The family will be shaken by the death of a loved one. In the immediate after math, and possibly even before death, there would be decisions that would have to be made.
If you are wanting to talk about estate planning, please give my office a call.

Thursday, March 18, 2010

Are You Ready To Co-Parent?

I have had a run of shared parenting issues lately. So when reading Make Smart Choices for Post-Divorce Co-Parenting Success I had those issues in mind. I am going to suggest that the following paragraphs add content and texture to the idea of shared parenting as much as splitting time. So I ask this: if you want shared parenting time, do you think you and the other parent are up to this kind of behavior?

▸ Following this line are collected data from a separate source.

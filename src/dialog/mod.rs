//! Modal confirmations gating canvas operations.
//!
//! `ConfirmationDialog::open` presents a prompt for a `ModalType` and returns
//! a `Confirmation`. The decision handlers for each type are built per call
//! from the collaborators passed in `DialogArgs`, so the dialog itself knows
//! nothing about the operations it gates.

mod confirmation;
mod confirmation_dialog;
mod content;
mod decisions;
mod modal_type;
mod services;

pub use confirmation::{Confirmation, Resolution};
pub use confirmation_dialog::{ConfirmationDialog, DialogArgs, DialogSurface, SurfaceState};
pub use content::{ContentKey, ContentRegistry, ModalContent};
pub use modal_type::{labels, ModalType};
pub use services::{DialogServices, FileSelector, Viewport};
use std::sync::Arc;

/// Scroll/focus utility used to bring a region of the editor into view
pub trait Viewport: Send + Sync {
    /// Vertical position of the region named by `selector`
    fn position_of(&self, selector: &str) -> f32;

    /// Fire-and-forget scroll request
    fn scroll_to(&self, top: f32);
}

/// Opens the file-selection surface used to load artwork
pub trait FileSelector: Send + Sync {
    fn show_file_dialog(&self);
}

/// Collaborators available to every dialog session
#[derive(Clone)]
pub struct DialogServices {
    pub viewport: Arc<dyn Viewport>,
    pub file_selector: Arc<dyn FileSelector>,
}

impl std::fmt::Debug for DialogServices {
    fn fmt(&self, f: &mut std::fmt::Formatter<'_>) -> std::fmt::Result {
        f.debug_struct("DialogServices").finish_non_exhaustive()
    }
}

Create routine co-parent check-ins:

The more co-parents communicate with one another about the children, the less likely for small issues to grow into major problems. Select days/times for phone, email or in-person visits. Discuss in advance visitation transfer agreements. List who’s responsible for what each day, week or month. Food, homework, curfews, health issues, allowances, school transportation, sport activities, play dates, holiday plans and more should be clearly agreed upon, when possible – or scheduled for further discussion. Once you have a clear parenting plan structured – follow it to the best of your ability. But allow for last-minute changes and special “favors” to facilitate cooperation.

Encourage your child’s co-parent relationship:

Regardless of your personal feelings about your ex, your children need a healthy connection with their other parent. Keep snide comments to yourself and don’t discuss your parenting frustrations with your children. Encourage your kids to maintain a caring, respectful relationship with their other parent. Remind them about Mom or Dad’s birthday and holiday gifts. Make time in the weekly schedule for phone calls, cards, email and letters to keep the children’s connection alive when your co-parent is at a distance. Your children will thank you when they grow up.

Be compassionate with your in-laws:

Remember that a Grandparent’s love doesn’t stop after divorce. If your children had a healthy bond with your former spouse’s extended family, don’t punish them by severing that connection. Children thrive on family attachments, holiday get-togethers and traditions they’ve come to love. Grandparents, aunts, uncles and cousins can be a great source of comfort to children during stressful times and a sense of continuity with the past. Dissolving those relationships is hurtful to both your children and the other family. Think long and hard before making such an emotionally damaging decision.

Above all, be flexible. When you allow calls from your co-parent when the kids are in your home, they will be more receptive to your calls when the tables are turned. Remember, you are still a parenting team working on behalf of your children. That commonality should enable you to overlook the thorns in your co-parenting relationship and focus on the flowering buds that are the children you are raising.
If your answer is yes, then think seriously about joint and/or shared custody.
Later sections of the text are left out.